Student hijinks aboard school buses are about as old as bullies at school playgrounds. These days, however, misbehavior on the road en route to school no longer is kid stuff.
It used to be spitballs, name-calling and the occasional fight. Now it's sex in the back seats, sexual abuse in any seats, and weapons carried on and bandied about by students. It's no wonder a quarter of the nation's school bus drivers quit each year.
Yet despite the use of video cameras and supposedly better methods to report incidents, problems continue aboard vehicles that carry 60 or more students. Hint: Cameras only record problems; they don't resolve them.
The apparent lack of authority on some school buses is inexcusable. At worst, it's a calamity waiting to happen.
An official with the National School Transportation Association tells the Trib that some districts back away from punishing troublemakers because misbehavior is hard to prove. In typical public school fashion, red flags are obscured by policies that sound good on paper but do little to resolve problematic behavior.

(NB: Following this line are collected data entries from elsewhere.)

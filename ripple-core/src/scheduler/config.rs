//! Scheduler configuration.
//!
//! The scheduler has exactly one configuration point for deferred execution:
//! the [`TickSource`]. Everything else is tuning.

use serde::{Deserialize, Serialize};

use crate::error::{Error, Result};

/// Where scheduled flushes run.
#[derive(Debug, Clone, Copy, Default, PartialEq, Eq, Serialize, Deserialize)]
#[serde(rename_all = "snake_case")]
pub enum TickSource {
    /// The host drains the queue with [`run_pending`](super::run_pending)
    /// at a fixed point of its event loop.
    #[default]
    Manual,
    /// Each flush is spawned on the current-thread tokio runtime and runs
    /// once the current task yields, whether or not a `LocalSet` drives the
    /// caller. Outside a runtime, or on a multi-thread runtime where the
    /// task could move to another thread, the flush is left for
    /// `run_pending` and a warning is logged.
    LocalSet,
}

/// Order in which queued watchers run within a flush.
#[derive(Debug, Clone, Copy, Default, PartialEq, Eq, Serialize, Deserialize)]
#[serde(rename_all = "snake_case")]
pub enum FlushOrder {
    /// First invalidated, first run.
    #[default]
    Enqueue,
    /// By watcher creation order, so that an enclosing computation (created
    /// first) runs before the ones it contains.
    Creation,
}

/// Configuration for the per-thread scheduler.
#[derive(Debug, Clone, PartialEq, Eq, Serialize, Deserialize)]
#[serde(default)]
pub struct SchedulerConfig {
    /// Deferred-execution primitive used to schedule flushes. Default: `Manual`.
    pub tick: TickSource,
    /// Run order within a flush. Default: `Enqueue`.
    pub order: FlushOrder,
    /// Consecutive flushes a watcher may re-queue itself into before it is
    /// treated as an infinite update loop and dropped. Default: 100.
    pub max_update_count: usize,
}

impl Default for SchedulerConfig {
    fn default() -> Self {
        Self {
            tick: TickSource::Manual,
            order: FlushOrder::Enqueue,
            max_update_count: 100,
        }
    }
}

impl SchedulerConfig {
    /// Parse a configuration from JSON. Missing fields take their defaults.
    pub fn from_json(text: &str) -> Result<Self> {
        let config: Self = serde_json::from_str(text).map_err(|e| Error::InvalidConfig {
            reason: e.to_string(),
        })?;
        config.validate()?;
        Ok(config)
    }

    /// Check structural invariants.
    pub fn validate(&self) -> Result<()> {
        if self.max_update_count == 0 {
            return Err(Error::InvalidConfig {
                reason: "max_update_count must be at least 1".into(),
            });
        }
        Ok(())
    }
}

Want to get unruly kids to behave on the bus⢠Temporarily revoke their school bus privilege. Parents very quickly will get the message and relay it to their children -- in no uncertain terms.
It should be clear to children -- and certainly to teenagers -- what is and isn't appropriate behavior on school buses. That responsibility begins with parents -- not with the person who's supposed to be watching the road.